Frostbite is a condition that can occur when your skin and underlying tissue freeze. It most often affects your extremities, such as your fingers, toes, nose, and ears.
A wind chill of -35°C or colder can cause frostbite in 30 minutes or less.
Frostbite can also occur on exposed skin, such as your cheeks when the temperature is -15°C or colder.
What are the symptoms of frostbite?
The first symptom of frostbite is often a tingling or prickling sensation. This may be followed by numbness.
As frostbite progresses, your skin may turn red or pale. In severe cases, your skin may turn blue or gray. You may also experience pain as the frostbite deepens.
What are the risk factors for frostbite?
The risk factors for frostbite include:
– Exposure to cold weather: Frostbite most often occurs in cold weather. The risk is increased in windy or wet conditions.
– Poor circulation: Conditions that cause poor circulation, such as diabetes, increase your risk of frostbite.
– Wearing wet clothing: Wet clothing can increase your risk of frostbite.
– Exposure to chemicals: Exposure to chemicals, such as gasoline, can increase your risk of frostbite.
– Previous injury: A previous injury, such as frostbite, increases your risk of re-injury.

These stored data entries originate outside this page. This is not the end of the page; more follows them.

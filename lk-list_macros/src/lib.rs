// Copyright 2023 Colin Finck <colin@reactos.org>
// SPDX-License-Identifier: MIT OR Apache-2.0

mod helpers;

use proc_macro::TokenStream;
use quote::quote;
use syn::{parse_macro_input, DeriveInput};

#[proc_macro_derive(LkList)]
pub fn derive_lk_list(input: TokenStream) -> TokenStream {
    let input = parse_macro_input!(input as DeriveInput);
    helpers::derive_list_enum_trait(input, "LkList", quote! {::lk_list::list::LkList})
        .unwrap_or_else(|e| e.to_compile_error())
        .into()
}

#[proc_macro_derive(LkListElement, attributes(boxed))]
pub fn derive_lk_list_element(input: TokenStream) -> TokenStream {
    let input = parse_macro_input!(input as DeriveInput);
    helpers::derive_list_struct_trait(input)
        .unwrap_or_else(|e| e.to_compile_error())
        .into()
}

What are the complications of frostbite?
If frostbite is not treated, it can lead to serious complications, such as:
– Nerve damage
– Tissue death
How is frostbite treated?
Frostbite is treated by slowly warming the affected area. This process is called rewarming.
Rewarming is best done in a hospital setting. This is because rewarming can cause additional tissue damage.
How can frostbite be prevented?
The best way to prevent frostbite is to dress warmly and limit your time outdoors in cold weather. If you must be outdoors in cold weather, take frequent breaks to warm up.